I drew on my Beast’s senses. She was awake, deep inside me, alert from the joy of riding Fang through the city. She loved riding a motorcycle, the wind in my/our face, the sights flashing by, the smells that reminded her of home, of the mountain world that we had left behind for the contract in NOLA. It had been supposed to be a short gig, but it had blossomed into a lot more. I opened my lips and drew in the air, the synesthesia-like feeling I rarely experienced reaching up and taking hold of me.
The magic was faint, but not weak, a green-gold with an edge of smoky charcoal gray. It smelled like sunlight on leaves in old-forest woods, and like the fire that would raze it to the ground, the scent indistinct and dampened, as if reined in. No human alive could have followed such a scent, but I had Beast’s senses to draw on, and I had also been a bloodhound a time or two. When I had shifted back to human, I was pretty sure that my Beast had hung on to some of the olfactory senses bred into the tracking dog’s DNA. I located the scent trail walked along it.
Knox County’s main public library had books, a video department, an audio department, and, like any modern library, it also had a room of loaner PCs, which was where the scent originated. I followed it through the library to the computer room, where old-fashioned PCs were kept for public use. The magic was coming from the far corner, from a girl hunched over the screen, her fingers flying over the keyboard as she searched the Internet. I settled into a chair within line of sight of her but from behind, and not close enough so that she’d see me unless she was hunting me. I logged on, watching her from a safe distance. I had only an old driver’s license photo to go by, but I thought that this, this mousy little thing, this unregistered magic user, could possibly be Nell Nicholson Ingram. How ’bout that?

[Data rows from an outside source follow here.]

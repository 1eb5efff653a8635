//! Workflow data model: phases, instances, progress snapshots and the
//! transition audit record.

pub mod instance;
pub mod phase;
pub mod progress;
pub mod record;

pub use instance::{WorkflowId, WorkflowInstance};
pub use phase::{Phase, UnknownPhase};
pub use progress::{PhaseProgress, ProgressSnapshot};
pub use record::{TransitionOutcome, TransitionRecord, TriggeringActor};
#[cfg(test)]
mod tests {
    use super::*;
    use crate::handoff::{build_handoff, Artifact};
    use crate::workflow::{TransitionOutcome, TriggeringActor};
    use std::sync::Arc;
    use tempfile::TempDir;

    #[tokio::test]
    async fn test_instance_save_load() {
        let temp_dir = TempDir::new().unwrap();
        let store = JsonFileStore::new(temp_dir.path());
        let instance = WorkflowInstance::new(WorkflowId::new("wf-1")).with_auto_advance(true);

        store.insert_instance(&instance).await.unwrap();
        let loaded = store.load_instance(&instance.id).await.unwrap().unwrap();
        assert_eq!(loaded, instance);

        let moved = instance.transitioned(Phase::IdeationReady, "ready");
        store.save_instance(&moved).await.unwrap();
        let loaded = store.load_instance(&instance.id).await.unwrap().unwrap();
        assert_eq!(loaded.current_phase, Phase::IdeationReady);
        assert_eq!(loaded.revision, 1);

        assert!(store.load_instance(&WorkflowId::new("missing")).await.unwrap().is_none());
    }

    #[tokio::test]
    async fn test_duplicate_insert_and_bad_ids_are_rejected() {
        let temp_dir = TempDir::new().unwrap();
        let store = JsonFileStore::new(temp_dir.path());
        let instance = WorkflowInstance::new(WorkflowId::new("wf-1"));
        store.insert_instance(&instance).await.unwrap();

        assert!(matches!(
            store.insert_instance(&instance).await,
            Err(StoreError::AlreadyExists(_))
        ));
        assert!(matches!(
            store.load_instance(&WorkflowId::new("../escape")).await,
            Err(StoreError::InvalidId(_))
        ));
    }

    #[tokio::test]
    async fn test_transition_log_is_append_only_and_ordered() {
        let temp_dir = TempDir::new().unwrap();
        let store = JsonFileStore::new(temp_dir.path());
        let id = WorkflowId::new("wf-1");

        for (from, to, outcome) in [
            (Phase::Ideation, Phase::SpecReady, TransitionOutcome::Rejected),
            (Phase::Ideation, Phase::IdeationReady, TransitionOutcome::Committed),
        ] {
            let record = TransitionRecord::new(id.clone(), from, to, "test", outcome, TriggeringActor::Human, false);
            store.append_transition(&record).await.unwrap();
        }

        let records = store.transitions(&id).await.unwrap();
        assert_eq!(records.len(), 2);
        assert_eq!(records[0].outcome, TransitionOutcome::Rejected);
        assert!(records[1].is_committed());
        assert!(store.transitions(&WorkflowId::new("none")).await.unwrap().is_empty());
    }

    #[tokio::test]
    async fn test_corrupted_log_line_is_reported() {
        let temp_dir = TempDir::new().unwrap();
        let store = JsonFileStore::new(temp_dir.path());
        let id = WorkflowId::new("wf-1");
        let path = store.transitions_path(&id).unwrap();
        std::fs::create_dir_all(path.parent().unwrap()).unwrap();
        std::fs::write(&path, "{not json}\n").unwrap();

        let err = store.transitions(&id).await.unwrap_err();
        assert!(matches!(err, StoreError::Corrupted { reason } if reason.contains("line 1")));
    }

    #[tokio::test]
    async fn test_progress_artifacts_and_handoffs_persist() {
        let temp_dir = TempDir::new().unwrap();
        let store = JsonFileStore::new(temp_dir.path());
        let id = WorkflowId::new("wf-1");

        store
            .save_progress(&ProgressSnapshot::new(id.clone(), Phase::Ideation).with_completion(0.6))
            .await
            .unwrap();
        store
            .save_progress(&ProgressSnapshot::new(id.clone(), Phase::Specification).with_tasks(3, 0))
            .await
            .unwrap();
        let progress = store.load_progress(&id).await.unwrap();
        assert_eq!(progress.get(Phase::Ideation).unwrap().completion_score, 0.6);
        assert_eq!(progress.get(Phase::Specification).unwrap().generated_tasks, 3);

        let artifacts = PhaseArtifacts::new().with_artifact(Artifact::ProblemStatement {
            text: "Walkers double-book".into(),
        });
        store.save_artifacts(&id, Phase::Ideation, &artifacts).await.unwrap();
        assert_eq!(
            store.load_artifacts(&id, Phase::Ideation).await.unwrap(),
            Some(artifacts.clone())
        );
        assert!(store.load_artifacts(&id, Phase::Building).await.unwrap().is_none());

        let bundle = build_handoff(Phase::Ideation, &id, &artifacts).unwrap();
        store.save_handoff(&bundle).await.unwrap();
        assert_eq!(store.handoffs(&id).await.unwrap(), vec![bundle]);
    }

    #[tokio::test(flavor = "multi_thread", worker_threads = 4)]
    async fn test_concurrent_progress_saves_for_different_phases_are_all_kept() {
        let temp_dir = TempDir::new().unwrap();
        let store = Arc::new(JsonFileStore::new(temp_dir.path()));

        for round in 0..20 {
            let id = WorkflowId::new(format!("wf-{}", round));
            let tasks: Vec<_> = [Phase::Ideation, Phase::Specification, Phase::Building]
                .into_iter()
                .map(|phase| {
                    let store = store.clone();
                    let snapshot = ProgressSnapshot::new(id.clone(), phase).with_completion(0.5);
                    tokio::spawn(async move { store.save_progress(&snapshot).await })
                })
                .collect();
            for task in tasks {
                task.await.unwrap().unwrap();
            }

            let progress = store.load_progress(&id).await.unwrap();
            assert!(progress.is_started(Phase::Ideation), "round {} lost ideation", round);
            assert!(progress.is_started(Phase::Specification), "round {} lost specification", round);
            assert!(progress.is_started(Phase::Building), "round {} lost building", round);
        }
    }

    #[tokio::test]
    async fn test_progress_is_one_file_per_phase() {
        let temp_dir = TempDir::new().unwrap();
        let store = JsonFileStore::new(temp_dir.path());
        let id = WorkflowId::new("wf-1");
        assert!(store.load_progress(&id).await.unwrap().is_empty());

        store
            .save_progress(&ProgressSnapshot::new(id.clone(), Phase::Ideation).with_completion(0.2))
            .await
            .unwrap();
        store
            .save_progress(&ProgressSnapshot::new(id.clone(), Phase::Ideation).with_completion(0.7))
            .await
            .unwrap();

        assert!(temp_dir.path().join("progress/wf-1/ideation.json").exists());
        let progress = store.load_progress(&id).await.unwrap();
        assert_eq!(progress.snapshots().count(), 1);
        assert_eq!(progress.get(Phase::Ideation).unwrap().completion_score, 0.7);
    }

    #[tokio::test]
    async fn test_list_instances_in_creation_order() {
        let temp_dir = TempDir::new().unwrap();
        let store = JsonFileStore::new(temp_dir.path());
        assert!(store.list_instances().await.unwrap().is_empty());

        let first = WorkflowInstance::new(WorkflowId::new("b-first"));
        let mut second = WorkflowInstance::new(WorkflowId::new("a-second"));
        second.created_at = first.created_at + chrono::Duration::seconds(1);
        store.insert_instance(&first).await.unwrap();
        store.insert_instance(&second).await.unwrap();

        let listed: Vec<_> = store
            .list_instances()
            .await
            .unwrap()
            .into_iter()
            .map(|instance| instance.id)
            .collect();
        assert_eq!(listed, vec![first.id, second.id]);
    }
}
use async_trait::async_trait;
use thiserror::Error;
use tracing::warn;

#[cfg(any(test, feature = "testing"))]
use mockall::automock;

use crate::handoff::PhaseArtifacts;
use crate::workflow::Phase;

#[derive(Debug, Error)]
pub enum EstimatorError {
    #[error("confidence estimator unavailable: {0}")]
    Unavailable(String),

    #[error("confidence estimation failed: {0}")]
    Failed(String),
}

/// External reasoning collaborator asked how confident it is that a phase's
/// output is ready. It is instructed to answer with a single number in [0, 1].
#[cfg_attr(any(test, feature = "testing"), automock)]
#[async_trait]
pub trait ConfidenceEstimator: Send + Sync {
    /// Raw, unparsed answer
    async fn estimate(&self, phase: Phase, artifacts: &PhaseArtifacts) -> Result<String, EstimatorError>;
}

/// Accepts only a bare finite number within [0, 1]
pub fn parse_confidence(raw: &str) -> Option<f64> {
    raw.trim()
        .parse::<f64>()
        .ok()
        .filter(|value| value.is_finite() && (0.0..=1.0).contains(value))
}

/// Ask the estimator, falling back to `default` on errors and unusable answers
pub async fn estimate_confidence(
    estimator: &dyn ConfidenceEstimator,
    phase: Phase,
    artifacts: &PhaseArtifacts,
    default: f64,
) -> f64 {
    match estimator.estimate(phase, artifacts).await {
        Ok(raw) => parse_confidence(&raw).unwrap_or_else(|| {
            warn!(phase = %phase, raw = %raw, default, "Unparseable confidence, using default");
            default
        }),
        Err(e) => {
            warn!(phase = %phase, error = %e, default, "Confidence estimator failed, using default");
            default
        }
    }
}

Something about her scent was teasing forward in my memory, my ancient, less-than-half recalled Cherokee memory from a childhood so far in the past that no one alive today could remember. Well, except for the undead, who lived forever if they weren’t staked or beheaded. But there was something I couldn’t place in that scent memory. At least, not yet.
The girl had brown hair, straight and long, tanned skin, slight rings of dirt deep under her fingernails, though she smelled and looked clean. She wore a long-sleeved T-shirt, bibbed overalls (what they once called hog-washers), and lace-up work boots. But the clothes weren’t a fashion statement. More as if they were what she wore because she had to, as if she was too poor to afford anything else. She could be a farmer. Or work in a greenhouse, or for a landscape company, off the books, as there was no record of that on her meager tax forms. She was a woman who put her hands in the soil.
Her magic almost had an earth-witch smell to it, but it felt different. Very different. It wasn’t something I could put into words, but the difference pricked my skin. She was slight but wiry, muscular but not in a bodybuilder way, more as though she did hard physical labor work. And she looked hyperalert, as if she stayed on edge, as though she was always in jeopardy. There was a slight scent of adrenaline in the air, tinged with worry. But she didn’t seem afraid, not exactly. Just tense and vigilant. I managed to snap a photo with my cell.
She whipped up her head and looked around the room, eyes narrow, mouth firm. It was indeed Nell Ingram, older, harder, but her. I bent to the screen, typing in my e-mail addy and sending notification to the Youngers that I’d found Nell. Bent over, I looked involved and unaware of anything around me, while I kept her in my peripheral vision, smelling, knowing that fight-or-flight impulse she was feeling.
After several minutes of indecision, Nell went back to her screen, and I was cautious about centering my attention on her again. Her magic was peculiar, but it clearly had a sensory net of spatial awareness, an ability to tell when she was being studied or hunted. My Beast had the same awareness. Most wild things did.
As I keyed in my e-mail, I kept half an eye on the girl, my mind working on the scent memory. The word came to me slowly, the Tsalagi syllables sounding in my mind, whispery and slow. Yi-ne-hi. Or maybe yv-wi tsv-di. Or a-ma-yi-ne-hi. Fairies, dwarves, the little people, or in her case, maybe wood nymphs would be closer. Mixed with human. Mostly human. Fairies in Cherokee folklore weren’t evil, just private and elusive, and sometimes tricksters, but this girl didn’t look tricky. Just wary. But the magic was woodsy, like the fey, the little folk. In American tribal lore, only the Cherokee had fairies and little people, possibly from the British who intermarried among them for so many centuries.